Agar umat Katolik semakin menaruh minat dan mencintai Kitab Suci, sejak tahun 1977 dirayakan Hari Minggu Kitab Suci Nasional yang jatuh pada hari Minggu pertama Bulan September. Sejak itu, kerasulan Kitab Suci berkembang dengan pesat dan di hampir semua keuskupan diangkat Penghubung Kerasulan Kitab Suci. Dalam Pekan Konsultasi Nasional Kerasulan Kitab Suci yang kedua (1980) sebutan Penghubung diubah menjadi Delegatus Kitab Suci. Pada kesempatan itu dirumuskan pula tugas dan wewenang Delegatus Kitab Suci serta hubungannya dengan LBI.
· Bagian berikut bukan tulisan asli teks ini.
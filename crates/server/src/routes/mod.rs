use axum::Router;

use crate::error::ApiError;
use crate::state::AppState;

pub mod feed;
pub mod health;
pub mod market;
pub mod portfolios;
pub mod solana;
pub mod transactions;
pub mod users;

/// Every route under `/api`.
pub fn api_routes() -> Router<AppState> {
    Router::new()
        .merge(health::routes())
        .merge(solana::routes())
        .merge(users::routes())
        .merge(portfolios::routes())
        .merge(transactions::routes())
        .merge(market::routes())
        .merge(feed::routes())
}

/// A body field that must be present and non-blank.
pub(crate) fn required(value: Option<String>) -> Result<String, ApiError> {
    value
        .filter(|v| !v.trim().is_empty())
        .ok_or_else(ApiError::missing_fields)
}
Semakin lama semakin dirasakan kebutuhan agar kerja sama antara LBI dengan para Delegatus Kitab Suci ini lebih diintensifkan. Karena itu, dibentuklah Forum Kerja Sama Kerasulan Kitab Suci pada tahun 1987. Mulai tahun 1996, para Delegatus Kitab Suci ex officio menjadi anggota LBI, dan Delegatus Kitab Suci yang dipilih sebagai penghubung regio menjadi anggota Dewan Pimpinan.
Sejak tahun 2002, LBI mengaktifkan kembali Yayasan Lembaga Biblika Indonesia (YLBI) sebagai sebuah unit usaha untuk membantu terwujudnya misi LBI.
Pada 14 Desember 2009, rapat Pimpinan Harian bersama Uskup Delegatus, Mgr. Ignatius Suharyo, membicarakan aneka masalah yang berkaitan dengan kondisi LBI dan YLBI, misalnya struktur organisasi serta keberadaan LBI dan YLBI yang tumpang tindih, keberadaan YLBI sebagai unit usaha LBI, perangkapan jabatan dan fungsi, serta mekanisme kerja.
Pada 1 Mei 2010 diadakan pertemuan dengar pendapat berkaitan dengan kondisi LBI dan YLBI, yang dihadiri oleh Direksi KWI, Sekjen KWI, mantan Pengurus LBI, serta Konsultan Hukum dan Pajak.
Setelah dilakukan serangkaian rapat internal, khususnya pada rapat tanggal 24 Februari 2011 yang dihadiri Uskup Delegatus, diputuskan penggabungan LBI dan YLBI, dengan nama Lembaga Biblika Indonesia.